Grandeza de uns, pequenez de outros

O livro – da jornalista Beatriz Vicentini Elias – entregue a Piracicaba não deve ser lido e analisado apenas como o relato da vida e da trajetória dessa personalidade extraordinária que é Almir de Souza Maia. Precisaria ser estudado e revisto por todos quantos – especialmente no interior da Igreja Metodista – acompanham a sistemática e programada destruição da UNIMEP como instituição universitária e autônoma.

A oportuna pergunta que o ex-reitor Elias Boaventura fez em artigo recente – “por que a cúpula metodista quer castigar a UNIMEP” – está respondida no livro, numa recuperação histórica de que Piracicaba deveria tomar conhecimento.Pois é parte também da história de nossa terra, de nossa gente, que derramou suor e lágrimas para ajudar a construir a universidade que muitos metodistas se negaram a prestigiar. E que, agora, começam a destruir.

Não se trata, mais, apenas do lançamento de um livro, por mais importante e brilhante seja ele, antecipadamente respeitado dada a credibilidade da pesquisadora e jornalista que o escreveu. Trata-se, agora, da consagração a um homem público, de uma celebração e de um reconhecimento à caminhada honrada e dedicada ao sacerdócio da educação, que tem sido a vida de Almir de Souza Maia. E essa consagração – por menos alguns queiram se referir a esse aspecto – é uma reparação moral às graves injustiças de que Almir de Souza Maia e seus companheiros têm sido vitimas por parte dessa cúpula da Igreja Metodista que colocou a triste figura de Davi Barros como seu representante e porta-voz.

A consagração a Almir de Souza Maia – que será prestigiado com a presença de reitores e de ex-reitores do Brasil, do México, de personalidades honoráveis – pode não salvar a UNIMEP da tragédia a que tem sido levada pela desconstrução impiedosa de tudo o que foi erguido até aqui de digno, de decente, de verdadeiramente cristão, na linha do metodismo sério. Mas, historicamente, valerá como o reconhecimento a Almir de Souza Maia por sua trajetória de vida, que é um paradigma de lealdade, de dignidade, de retidão, de fidelidade a princípios verdadeiramente cristãos conforme o pensamento e a visão de Wesley.

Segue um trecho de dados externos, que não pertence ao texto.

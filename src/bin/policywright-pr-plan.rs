//! Validate pull-request inputs for a policy and print the derived plan as JSON.

use arrrg::CommandLine;
use policywright::{PullRequestPlan, PullRequestRequest};

#[derive(Clone, Default, Debug, Eq, PartialEq, arrrg_derive::CommandLine)]
struct Args {
    #[arrrg(optional, "owner/repo or https://github.com/owner/repo")]
    repository: Option<String>,
    #[arrrg(
        optional,
        "Destination path in the repository, e.g. policies/app.yml"
    )]
    file_path: Option<String>,
    #[arrrg(
        optional,
        "Branch to create (default: policy-update-<name>-<timestamp>)"
    )]
    branch: Option<String>,
    #[arrrg(optional, "Commit message")]
    commit_message: Option<String>,
    #[arrrg(optional, "Pull request title")]
    title: Option<String>,
    #[arrrg(optional, "Pull request description")]
    description: Option<String>,
}

fn main() -> Result<(), Box<dyn std::error::Error>> {
    tracing_subscriber::fmt()
        .with_env_filter(
            tracing_subscriber::EnvFilter::try_from_default_env()
                .unwrap_or_else(|_| tracing_subscriber::EnvFilter::new("info")),
        )
        .with_writer(std::io::stderr)
        .init();
    let (args, free) =
        Args::from_command_line_relaxed("USAGE: policywright-pr-plan [OPTIONS] <policy.yml>");

    let content = match free.as_slice() {
        [path] => std::fs::read_to_string(path)?,
        [] => String::new(),
        _ => {
            eprintln!("Expected one policy file");
            std::process::exit(1);
        }
    };
    let request = PullRequestRequest {
        repository: args.repository.unwrap_or_default(),
        file_path: args.file_path.unwrap_or_default(),
        content,
        branch: args.branch.unwrap_or_default(),
        commit_message: args.commit_message.unwrap_or_default(),
        title: args.title.unwrap_or_default(),
        description: args.description.unwrap_or_default(),
    };
    let plan = PullRequestPlan::new(&request)?;
    println!("{}", serde_json::to_string_pretty(&plan)?);
    Ok(())
}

A consagração a Almir de Souza Maia é inversamente proporcional ao desprezo crescente que a comunidade universitária, de alunos e de docentes, e a Piracicaba conhecedora dessa história sentem pela atual direção do IEP e UNIMEP. Mesmo porque a instituição vai-se tornando, cada dia que passa, mais caso de Justiça e de Polícia do que de igreja e de educação. É a roda da história: grandeza de uns, pequenez de outros. Assombroso é constatar que a cúpula diretiva dos metodistas não consegue diferenciar joio do trigo. Ou não quer.